--- Provided records Enclosed Below ---
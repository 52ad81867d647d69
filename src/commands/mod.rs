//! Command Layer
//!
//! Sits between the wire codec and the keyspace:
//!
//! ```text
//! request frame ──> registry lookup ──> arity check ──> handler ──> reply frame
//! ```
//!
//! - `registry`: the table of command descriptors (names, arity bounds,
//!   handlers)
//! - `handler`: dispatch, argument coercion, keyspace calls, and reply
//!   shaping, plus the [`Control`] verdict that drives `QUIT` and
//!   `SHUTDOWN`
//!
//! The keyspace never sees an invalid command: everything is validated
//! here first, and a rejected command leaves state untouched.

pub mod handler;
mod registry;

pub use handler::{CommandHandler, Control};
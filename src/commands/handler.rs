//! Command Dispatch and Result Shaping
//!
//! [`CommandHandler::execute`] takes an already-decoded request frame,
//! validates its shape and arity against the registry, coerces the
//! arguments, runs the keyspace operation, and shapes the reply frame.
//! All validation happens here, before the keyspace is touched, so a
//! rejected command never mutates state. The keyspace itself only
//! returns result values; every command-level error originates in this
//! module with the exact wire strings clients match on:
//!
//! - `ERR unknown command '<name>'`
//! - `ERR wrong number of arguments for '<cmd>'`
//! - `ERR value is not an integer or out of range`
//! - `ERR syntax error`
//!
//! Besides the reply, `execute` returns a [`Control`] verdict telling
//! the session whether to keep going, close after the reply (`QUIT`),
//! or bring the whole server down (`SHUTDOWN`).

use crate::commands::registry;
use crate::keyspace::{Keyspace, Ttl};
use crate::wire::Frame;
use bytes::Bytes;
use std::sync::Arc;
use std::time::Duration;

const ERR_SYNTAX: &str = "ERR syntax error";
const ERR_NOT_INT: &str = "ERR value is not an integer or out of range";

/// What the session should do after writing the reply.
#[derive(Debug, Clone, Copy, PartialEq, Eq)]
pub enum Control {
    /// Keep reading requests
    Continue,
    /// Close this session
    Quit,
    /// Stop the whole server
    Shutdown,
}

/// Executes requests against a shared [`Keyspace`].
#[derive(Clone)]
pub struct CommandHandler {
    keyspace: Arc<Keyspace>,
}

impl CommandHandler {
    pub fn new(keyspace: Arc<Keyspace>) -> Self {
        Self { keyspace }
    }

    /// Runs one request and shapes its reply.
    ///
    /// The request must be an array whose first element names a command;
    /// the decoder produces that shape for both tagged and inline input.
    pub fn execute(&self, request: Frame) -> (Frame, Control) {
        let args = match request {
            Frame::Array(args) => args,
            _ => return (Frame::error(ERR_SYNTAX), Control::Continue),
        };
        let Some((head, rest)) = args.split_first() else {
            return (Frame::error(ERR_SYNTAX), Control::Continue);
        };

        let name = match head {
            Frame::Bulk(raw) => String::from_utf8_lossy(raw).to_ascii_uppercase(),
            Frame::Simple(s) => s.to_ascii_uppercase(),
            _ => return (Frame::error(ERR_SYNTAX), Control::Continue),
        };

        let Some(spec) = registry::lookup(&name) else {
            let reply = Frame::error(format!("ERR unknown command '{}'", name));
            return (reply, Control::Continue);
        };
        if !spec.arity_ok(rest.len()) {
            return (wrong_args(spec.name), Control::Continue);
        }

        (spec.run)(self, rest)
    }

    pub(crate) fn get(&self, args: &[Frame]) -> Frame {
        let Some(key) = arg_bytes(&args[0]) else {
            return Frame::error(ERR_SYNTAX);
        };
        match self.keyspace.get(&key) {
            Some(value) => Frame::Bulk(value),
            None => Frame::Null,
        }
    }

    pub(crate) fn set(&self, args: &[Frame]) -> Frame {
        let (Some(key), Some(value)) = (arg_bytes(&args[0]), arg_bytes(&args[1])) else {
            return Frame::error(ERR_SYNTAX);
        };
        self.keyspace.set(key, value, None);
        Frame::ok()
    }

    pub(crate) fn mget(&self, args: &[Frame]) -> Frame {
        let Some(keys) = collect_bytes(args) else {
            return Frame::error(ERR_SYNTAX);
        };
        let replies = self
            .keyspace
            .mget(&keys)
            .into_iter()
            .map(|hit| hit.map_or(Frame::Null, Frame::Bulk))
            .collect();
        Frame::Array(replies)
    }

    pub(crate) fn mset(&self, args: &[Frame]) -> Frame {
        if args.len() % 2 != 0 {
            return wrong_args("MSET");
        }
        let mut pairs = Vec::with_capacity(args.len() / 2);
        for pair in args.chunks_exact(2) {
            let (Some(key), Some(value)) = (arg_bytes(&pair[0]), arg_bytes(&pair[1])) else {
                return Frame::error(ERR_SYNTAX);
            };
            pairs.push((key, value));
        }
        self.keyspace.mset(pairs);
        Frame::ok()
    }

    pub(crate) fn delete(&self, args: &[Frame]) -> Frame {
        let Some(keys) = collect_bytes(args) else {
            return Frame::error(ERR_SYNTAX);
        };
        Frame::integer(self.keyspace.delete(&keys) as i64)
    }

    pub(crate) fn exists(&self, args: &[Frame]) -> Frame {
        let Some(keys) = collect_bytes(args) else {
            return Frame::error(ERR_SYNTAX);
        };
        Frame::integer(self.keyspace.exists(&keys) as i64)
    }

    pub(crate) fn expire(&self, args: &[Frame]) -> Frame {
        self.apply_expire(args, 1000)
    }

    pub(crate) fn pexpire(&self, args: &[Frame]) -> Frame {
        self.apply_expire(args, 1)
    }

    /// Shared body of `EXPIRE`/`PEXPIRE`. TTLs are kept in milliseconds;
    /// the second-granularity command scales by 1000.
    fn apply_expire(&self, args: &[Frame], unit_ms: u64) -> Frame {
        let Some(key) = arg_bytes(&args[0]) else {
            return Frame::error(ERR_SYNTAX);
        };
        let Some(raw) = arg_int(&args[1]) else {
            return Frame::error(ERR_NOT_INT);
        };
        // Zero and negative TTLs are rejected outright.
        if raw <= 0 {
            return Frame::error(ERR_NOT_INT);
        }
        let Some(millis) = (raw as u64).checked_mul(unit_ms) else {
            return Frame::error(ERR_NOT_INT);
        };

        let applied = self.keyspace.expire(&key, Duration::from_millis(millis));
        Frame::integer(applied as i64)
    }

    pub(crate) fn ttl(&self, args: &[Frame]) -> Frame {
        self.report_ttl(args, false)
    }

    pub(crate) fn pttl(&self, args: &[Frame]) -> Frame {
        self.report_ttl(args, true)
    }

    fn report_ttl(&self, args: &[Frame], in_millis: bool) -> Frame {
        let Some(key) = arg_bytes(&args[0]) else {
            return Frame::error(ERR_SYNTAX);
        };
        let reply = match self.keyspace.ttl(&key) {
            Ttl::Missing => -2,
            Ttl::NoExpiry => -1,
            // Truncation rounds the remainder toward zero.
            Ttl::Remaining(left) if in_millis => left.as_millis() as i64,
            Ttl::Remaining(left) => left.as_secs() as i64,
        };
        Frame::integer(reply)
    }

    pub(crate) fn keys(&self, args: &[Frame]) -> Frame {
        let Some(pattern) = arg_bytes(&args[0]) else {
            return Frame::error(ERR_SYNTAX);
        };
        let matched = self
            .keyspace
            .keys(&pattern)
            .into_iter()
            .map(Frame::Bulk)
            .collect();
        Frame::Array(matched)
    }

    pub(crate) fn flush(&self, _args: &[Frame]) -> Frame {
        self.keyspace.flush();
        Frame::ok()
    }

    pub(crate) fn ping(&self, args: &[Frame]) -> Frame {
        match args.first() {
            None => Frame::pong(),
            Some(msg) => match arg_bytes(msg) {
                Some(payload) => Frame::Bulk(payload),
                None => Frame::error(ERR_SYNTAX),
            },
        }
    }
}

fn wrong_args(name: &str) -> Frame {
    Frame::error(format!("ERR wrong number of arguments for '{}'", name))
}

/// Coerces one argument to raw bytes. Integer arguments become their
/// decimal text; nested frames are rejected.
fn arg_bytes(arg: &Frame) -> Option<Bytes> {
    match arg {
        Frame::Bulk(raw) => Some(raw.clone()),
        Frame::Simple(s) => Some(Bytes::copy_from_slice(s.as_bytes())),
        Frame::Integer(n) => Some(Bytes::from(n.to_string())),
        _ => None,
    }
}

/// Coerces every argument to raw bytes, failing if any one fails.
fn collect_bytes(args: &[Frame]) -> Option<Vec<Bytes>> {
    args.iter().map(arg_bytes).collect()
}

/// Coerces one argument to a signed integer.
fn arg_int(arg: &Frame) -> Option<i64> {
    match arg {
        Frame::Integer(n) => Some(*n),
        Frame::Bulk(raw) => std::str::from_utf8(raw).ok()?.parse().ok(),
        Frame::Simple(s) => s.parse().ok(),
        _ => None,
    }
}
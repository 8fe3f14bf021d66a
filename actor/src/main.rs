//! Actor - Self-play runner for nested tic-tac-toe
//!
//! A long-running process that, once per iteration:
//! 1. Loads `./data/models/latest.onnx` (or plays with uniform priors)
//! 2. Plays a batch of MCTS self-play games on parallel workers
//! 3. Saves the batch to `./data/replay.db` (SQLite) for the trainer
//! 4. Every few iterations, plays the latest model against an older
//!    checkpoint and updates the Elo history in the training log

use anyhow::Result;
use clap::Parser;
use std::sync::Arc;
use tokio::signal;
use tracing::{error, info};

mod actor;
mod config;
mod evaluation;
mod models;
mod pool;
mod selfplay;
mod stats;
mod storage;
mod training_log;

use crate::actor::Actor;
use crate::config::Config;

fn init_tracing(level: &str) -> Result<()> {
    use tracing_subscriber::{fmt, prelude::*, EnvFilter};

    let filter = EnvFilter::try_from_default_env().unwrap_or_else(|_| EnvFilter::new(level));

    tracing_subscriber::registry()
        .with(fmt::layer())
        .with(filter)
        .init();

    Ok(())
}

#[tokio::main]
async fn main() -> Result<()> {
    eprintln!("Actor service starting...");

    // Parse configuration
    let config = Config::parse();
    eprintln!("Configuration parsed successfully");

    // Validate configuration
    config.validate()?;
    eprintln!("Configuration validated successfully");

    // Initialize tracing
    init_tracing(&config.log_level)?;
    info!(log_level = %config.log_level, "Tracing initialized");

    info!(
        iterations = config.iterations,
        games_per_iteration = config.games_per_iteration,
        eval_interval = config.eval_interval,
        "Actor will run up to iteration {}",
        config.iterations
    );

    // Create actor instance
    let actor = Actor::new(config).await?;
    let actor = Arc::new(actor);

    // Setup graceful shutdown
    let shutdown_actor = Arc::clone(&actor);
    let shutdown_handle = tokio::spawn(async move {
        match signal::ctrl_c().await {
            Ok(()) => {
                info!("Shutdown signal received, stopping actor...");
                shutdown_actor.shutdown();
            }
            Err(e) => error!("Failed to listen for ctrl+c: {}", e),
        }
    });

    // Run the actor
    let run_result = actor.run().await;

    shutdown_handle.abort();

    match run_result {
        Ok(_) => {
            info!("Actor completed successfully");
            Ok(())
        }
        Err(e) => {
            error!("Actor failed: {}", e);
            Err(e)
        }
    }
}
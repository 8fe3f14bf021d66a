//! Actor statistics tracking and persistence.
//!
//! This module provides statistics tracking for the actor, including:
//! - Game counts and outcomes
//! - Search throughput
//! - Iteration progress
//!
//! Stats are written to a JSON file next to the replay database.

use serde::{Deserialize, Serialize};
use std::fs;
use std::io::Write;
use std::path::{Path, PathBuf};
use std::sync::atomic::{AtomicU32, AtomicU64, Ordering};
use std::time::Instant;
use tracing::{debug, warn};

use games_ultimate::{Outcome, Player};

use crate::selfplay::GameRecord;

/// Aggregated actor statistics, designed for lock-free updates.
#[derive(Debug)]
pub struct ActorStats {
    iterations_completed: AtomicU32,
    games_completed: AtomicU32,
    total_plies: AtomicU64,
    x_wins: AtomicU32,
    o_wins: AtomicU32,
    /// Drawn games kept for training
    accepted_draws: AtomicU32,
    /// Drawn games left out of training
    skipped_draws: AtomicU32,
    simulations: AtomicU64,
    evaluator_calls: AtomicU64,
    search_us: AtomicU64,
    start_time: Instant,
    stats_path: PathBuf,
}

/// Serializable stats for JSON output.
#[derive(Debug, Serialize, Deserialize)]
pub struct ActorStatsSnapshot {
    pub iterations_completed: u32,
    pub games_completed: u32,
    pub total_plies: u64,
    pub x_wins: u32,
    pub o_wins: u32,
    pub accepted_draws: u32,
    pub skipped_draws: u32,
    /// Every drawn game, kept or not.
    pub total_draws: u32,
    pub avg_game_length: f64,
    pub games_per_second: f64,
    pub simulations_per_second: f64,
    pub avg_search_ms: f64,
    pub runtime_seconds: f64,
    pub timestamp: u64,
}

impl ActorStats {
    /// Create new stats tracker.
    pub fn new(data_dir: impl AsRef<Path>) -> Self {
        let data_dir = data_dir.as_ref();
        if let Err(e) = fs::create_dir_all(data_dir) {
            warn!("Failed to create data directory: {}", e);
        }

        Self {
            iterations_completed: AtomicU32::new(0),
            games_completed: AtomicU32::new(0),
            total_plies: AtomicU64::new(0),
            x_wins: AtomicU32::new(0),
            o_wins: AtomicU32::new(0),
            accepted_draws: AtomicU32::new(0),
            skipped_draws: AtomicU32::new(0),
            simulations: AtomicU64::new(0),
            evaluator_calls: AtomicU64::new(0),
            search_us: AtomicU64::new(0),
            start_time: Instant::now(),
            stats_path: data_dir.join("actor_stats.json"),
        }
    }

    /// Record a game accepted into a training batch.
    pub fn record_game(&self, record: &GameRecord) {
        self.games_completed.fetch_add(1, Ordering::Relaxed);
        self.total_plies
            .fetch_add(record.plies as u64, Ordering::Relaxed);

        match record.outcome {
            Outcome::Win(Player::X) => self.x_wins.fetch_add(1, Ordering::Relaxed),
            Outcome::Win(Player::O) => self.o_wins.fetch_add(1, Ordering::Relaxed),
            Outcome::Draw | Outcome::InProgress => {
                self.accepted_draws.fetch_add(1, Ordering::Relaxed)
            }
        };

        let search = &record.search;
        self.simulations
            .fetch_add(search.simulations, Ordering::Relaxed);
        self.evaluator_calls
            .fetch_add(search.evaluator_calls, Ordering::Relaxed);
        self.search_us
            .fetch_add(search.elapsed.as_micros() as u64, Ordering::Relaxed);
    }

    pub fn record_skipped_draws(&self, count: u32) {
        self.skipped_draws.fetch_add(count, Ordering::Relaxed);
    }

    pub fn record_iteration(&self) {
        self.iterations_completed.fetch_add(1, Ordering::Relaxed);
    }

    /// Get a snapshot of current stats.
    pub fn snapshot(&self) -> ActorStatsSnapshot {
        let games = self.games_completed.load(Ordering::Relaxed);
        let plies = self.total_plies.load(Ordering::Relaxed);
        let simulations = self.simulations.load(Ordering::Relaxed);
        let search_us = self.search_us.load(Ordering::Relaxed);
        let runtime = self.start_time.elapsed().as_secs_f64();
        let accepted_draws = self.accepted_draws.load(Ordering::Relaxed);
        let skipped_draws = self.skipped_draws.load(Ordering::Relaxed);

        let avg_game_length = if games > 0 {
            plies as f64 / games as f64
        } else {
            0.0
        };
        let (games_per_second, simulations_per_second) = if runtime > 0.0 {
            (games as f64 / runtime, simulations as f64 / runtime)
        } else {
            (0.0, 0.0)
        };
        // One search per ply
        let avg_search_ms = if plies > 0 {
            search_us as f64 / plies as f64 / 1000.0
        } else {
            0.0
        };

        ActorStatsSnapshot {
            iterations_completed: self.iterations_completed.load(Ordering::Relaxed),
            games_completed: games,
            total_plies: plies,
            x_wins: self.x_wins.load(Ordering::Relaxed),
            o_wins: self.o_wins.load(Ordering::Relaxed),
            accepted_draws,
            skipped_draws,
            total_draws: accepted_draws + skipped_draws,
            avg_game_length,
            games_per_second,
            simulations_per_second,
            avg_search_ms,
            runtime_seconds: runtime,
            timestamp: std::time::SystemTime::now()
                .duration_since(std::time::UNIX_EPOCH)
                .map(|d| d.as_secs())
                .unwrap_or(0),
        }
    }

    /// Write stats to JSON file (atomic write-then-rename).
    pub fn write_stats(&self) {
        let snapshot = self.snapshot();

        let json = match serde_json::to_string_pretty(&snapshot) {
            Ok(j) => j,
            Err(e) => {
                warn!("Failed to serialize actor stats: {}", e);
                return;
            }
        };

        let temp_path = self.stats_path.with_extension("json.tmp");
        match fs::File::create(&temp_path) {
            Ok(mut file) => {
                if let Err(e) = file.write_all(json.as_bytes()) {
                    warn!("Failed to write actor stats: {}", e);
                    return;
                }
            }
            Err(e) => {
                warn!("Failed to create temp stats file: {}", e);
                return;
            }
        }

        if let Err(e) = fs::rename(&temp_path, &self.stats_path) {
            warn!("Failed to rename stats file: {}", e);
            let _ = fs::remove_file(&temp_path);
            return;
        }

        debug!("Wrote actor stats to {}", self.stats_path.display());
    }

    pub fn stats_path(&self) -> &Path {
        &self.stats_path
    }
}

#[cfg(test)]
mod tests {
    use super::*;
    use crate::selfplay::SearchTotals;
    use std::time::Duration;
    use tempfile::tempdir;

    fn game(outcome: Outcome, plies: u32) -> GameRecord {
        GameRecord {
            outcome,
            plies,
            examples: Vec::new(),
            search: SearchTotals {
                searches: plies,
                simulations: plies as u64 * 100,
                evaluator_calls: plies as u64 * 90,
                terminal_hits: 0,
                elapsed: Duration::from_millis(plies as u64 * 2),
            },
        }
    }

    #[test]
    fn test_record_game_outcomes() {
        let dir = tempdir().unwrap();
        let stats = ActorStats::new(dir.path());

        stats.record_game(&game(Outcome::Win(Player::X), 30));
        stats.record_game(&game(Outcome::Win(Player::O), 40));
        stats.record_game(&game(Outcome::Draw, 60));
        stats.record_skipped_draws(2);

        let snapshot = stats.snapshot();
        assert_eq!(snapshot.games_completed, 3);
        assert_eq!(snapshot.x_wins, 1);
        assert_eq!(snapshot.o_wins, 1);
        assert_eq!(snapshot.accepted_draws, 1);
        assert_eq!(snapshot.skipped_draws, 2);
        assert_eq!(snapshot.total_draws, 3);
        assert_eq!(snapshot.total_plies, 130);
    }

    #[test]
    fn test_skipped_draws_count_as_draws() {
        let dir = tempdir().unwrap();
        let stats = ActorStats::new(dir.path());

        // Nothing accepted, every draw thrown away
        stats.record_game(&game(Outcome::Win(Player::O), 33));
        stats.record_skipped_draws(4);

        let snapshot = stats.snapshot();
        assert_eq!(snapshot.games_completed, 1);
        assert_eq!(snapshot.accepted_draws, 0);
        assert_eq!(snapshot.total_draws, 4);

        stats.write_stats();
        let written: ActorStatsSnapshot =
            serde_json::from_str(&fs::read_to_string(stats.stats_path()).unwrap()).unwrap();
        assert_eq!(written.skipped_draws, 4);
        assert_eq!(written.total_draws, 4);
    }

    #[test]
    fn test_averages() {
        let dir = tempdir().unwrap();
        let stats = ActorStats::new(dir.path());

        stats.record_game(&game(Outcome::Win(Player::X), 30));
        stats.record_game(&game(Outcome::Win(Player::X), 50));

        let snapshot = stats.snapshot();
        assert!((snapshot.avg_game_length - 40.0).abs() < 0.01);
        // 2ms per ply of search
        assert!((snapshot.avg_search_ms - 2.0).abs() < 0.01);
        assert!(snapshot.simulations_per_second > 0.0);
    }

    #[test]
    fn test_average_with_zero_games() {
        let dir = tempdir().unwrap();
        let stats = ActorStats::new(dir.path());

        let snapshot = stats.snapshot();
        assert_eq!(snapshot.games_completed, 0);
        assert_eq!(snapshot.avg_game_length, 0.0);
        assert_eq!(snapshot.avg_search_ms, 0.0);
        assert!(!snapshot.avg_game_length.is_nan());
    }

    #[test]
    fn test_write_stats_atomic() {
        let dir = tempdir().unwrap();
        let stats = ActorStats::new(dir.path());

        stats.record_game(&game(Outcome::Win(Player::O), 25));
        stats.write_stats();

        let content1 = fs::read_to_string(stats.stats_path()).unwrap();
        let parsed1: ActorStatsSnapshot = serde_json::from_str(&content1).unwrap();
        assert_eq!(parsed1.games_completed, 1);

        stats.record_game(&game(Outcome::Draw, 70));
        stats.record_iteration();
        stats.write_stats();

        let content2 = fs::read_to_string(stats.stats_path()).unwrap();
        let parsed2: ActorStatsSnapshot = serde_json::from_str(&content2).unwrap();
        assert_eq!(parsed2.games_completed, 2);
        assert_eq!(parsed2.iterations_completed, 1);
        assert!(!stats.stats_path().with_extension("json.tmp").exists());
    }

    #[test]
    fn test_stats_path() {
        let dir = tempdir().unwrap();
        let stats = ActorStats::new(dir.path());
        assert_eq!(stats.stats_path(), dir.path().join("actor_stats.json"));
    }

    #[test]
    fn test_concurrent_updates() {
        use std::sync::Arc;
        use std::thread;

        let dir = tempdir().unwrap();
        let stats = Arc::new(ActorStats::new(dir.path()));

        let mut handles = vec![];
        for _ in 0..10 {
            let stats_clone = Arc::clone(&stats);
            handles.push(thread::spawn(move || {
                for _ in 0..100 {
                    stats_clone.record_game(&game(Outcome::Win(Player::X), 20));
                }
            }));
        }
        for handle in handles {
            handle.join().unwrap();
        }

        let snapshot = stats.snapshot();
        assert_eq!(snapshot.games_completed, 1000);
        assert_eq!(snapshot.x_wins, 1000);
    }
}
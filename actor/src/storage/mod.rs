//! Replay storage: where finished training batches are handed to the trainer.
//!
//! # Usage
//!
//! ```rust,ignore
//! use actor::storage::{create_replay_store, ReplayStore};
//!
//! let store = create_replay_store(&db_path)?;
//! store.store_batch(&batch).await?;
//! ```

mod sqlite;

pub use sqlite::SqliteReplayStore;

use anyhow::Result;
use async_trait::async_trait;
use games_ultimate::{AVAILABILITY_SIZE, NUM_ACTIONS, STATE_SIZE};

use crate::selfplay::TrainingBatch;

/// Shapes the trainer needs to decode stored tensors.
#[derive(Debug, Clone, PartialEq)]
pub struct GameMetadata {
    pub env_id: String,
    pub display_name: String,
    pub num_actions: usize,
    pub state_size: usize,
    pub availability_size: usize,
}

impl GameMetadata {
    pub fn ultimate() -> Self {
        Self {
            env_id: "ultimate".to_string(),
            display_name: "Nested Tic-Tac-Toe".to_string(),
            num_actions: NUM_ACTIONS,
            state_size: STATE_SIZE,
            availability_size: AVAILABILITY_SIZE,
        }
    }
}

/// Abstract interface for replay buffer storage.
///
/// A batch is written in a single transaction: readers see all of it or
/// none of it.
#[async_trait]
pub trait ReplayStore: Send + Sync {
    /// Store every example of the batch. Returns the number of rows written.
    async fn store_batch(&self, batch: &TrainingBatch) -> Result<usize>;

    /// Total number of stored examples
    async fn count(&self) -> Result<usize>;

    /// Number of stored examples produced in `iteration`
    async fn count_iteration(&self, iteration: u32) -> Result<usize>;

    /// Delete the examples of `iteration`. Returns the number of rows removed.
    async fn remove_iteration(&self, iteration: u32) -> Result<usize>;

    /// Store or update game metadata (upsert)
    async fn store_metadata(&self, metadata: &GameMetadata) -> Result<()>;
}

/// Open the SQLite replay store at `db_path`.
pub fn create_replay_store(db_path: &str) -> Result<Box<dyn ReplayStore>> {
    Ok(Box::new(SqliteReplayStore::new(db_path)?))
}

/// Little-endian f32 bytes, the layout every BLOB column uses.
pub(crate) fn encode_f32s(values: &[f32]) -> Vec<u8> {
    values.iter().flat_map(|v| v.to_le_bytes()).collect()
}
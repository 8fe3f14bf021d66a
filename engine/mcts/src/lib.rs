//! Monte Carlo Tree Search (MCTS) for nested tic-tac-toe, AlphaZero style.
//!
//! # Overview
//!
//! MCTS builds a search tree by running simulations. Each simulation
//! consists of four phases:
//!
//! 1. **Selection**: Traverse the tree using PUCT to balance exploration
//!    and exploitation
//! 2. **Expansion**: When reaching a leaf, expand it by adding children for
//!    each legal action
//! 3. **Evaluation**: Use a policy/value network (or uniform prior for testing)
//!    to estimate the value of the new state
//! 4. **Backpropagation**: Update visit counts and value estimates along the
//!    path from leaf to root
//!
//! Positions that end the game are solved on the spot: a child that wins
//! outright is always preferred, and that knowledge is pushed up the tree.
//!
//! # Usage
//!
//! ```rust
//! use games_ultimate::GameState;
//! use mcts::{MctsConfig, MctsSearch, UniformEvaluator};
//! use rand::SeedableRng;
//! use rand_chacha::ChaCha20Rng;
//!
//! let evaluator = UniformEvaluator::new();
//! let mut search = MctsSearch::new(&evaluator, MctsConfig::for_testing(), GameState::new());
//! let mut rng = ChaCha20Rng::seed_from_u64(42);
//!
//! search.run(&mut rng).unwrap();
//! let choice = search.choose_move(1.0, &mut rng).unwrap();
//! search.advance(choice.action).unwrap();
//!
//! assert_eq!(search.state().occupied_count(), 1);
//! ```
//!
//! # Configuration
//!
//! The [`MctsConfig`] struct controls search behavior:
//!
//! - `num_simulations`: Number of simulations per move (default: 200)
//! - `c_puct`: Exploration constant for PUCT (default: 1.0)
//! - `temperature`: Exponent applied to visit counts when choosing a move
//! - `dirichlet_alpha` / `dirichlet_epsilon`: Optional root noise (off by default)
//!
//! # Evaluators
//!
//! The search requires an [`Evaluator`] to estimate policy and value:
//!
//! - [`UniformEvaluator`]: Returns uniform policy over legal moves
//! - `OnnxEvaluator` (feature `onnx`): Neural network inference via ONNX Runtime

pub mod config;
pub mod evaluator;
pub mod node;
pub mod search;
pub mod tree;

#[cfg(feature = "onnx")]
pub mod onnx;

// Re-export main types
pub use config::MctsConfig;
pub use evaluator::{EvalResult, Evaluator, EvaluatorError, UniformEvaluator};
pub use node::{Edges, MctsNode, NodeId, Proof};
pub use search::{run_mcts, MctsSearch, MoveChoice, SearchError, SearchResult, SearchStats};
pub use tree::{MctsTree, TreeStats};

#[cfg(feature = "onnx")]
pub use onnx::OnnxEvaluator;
--- End of Enclosed Provided records ---
— Action item —
Search the listing above for the lines with "filename actor/src/main.rs" and "against an older", then output those lines and all lines between them exactly.

— Written answer —
filename actor/src/main.rs
//! Actor - Self-play runner for nested tic-tac-toe
//!
//! A long-running process that, once per iteration:
//! 1. Loads `./data/models/latest.onnx` (or plays with uniform priors)
//! 2. Plays a batch of MCTS self-play games on parallel workers
//! 3. Saves the batch to `./data/replay.db` (SQLite) for the trainer
//! 4. Every few iterations, plays the latest model against an older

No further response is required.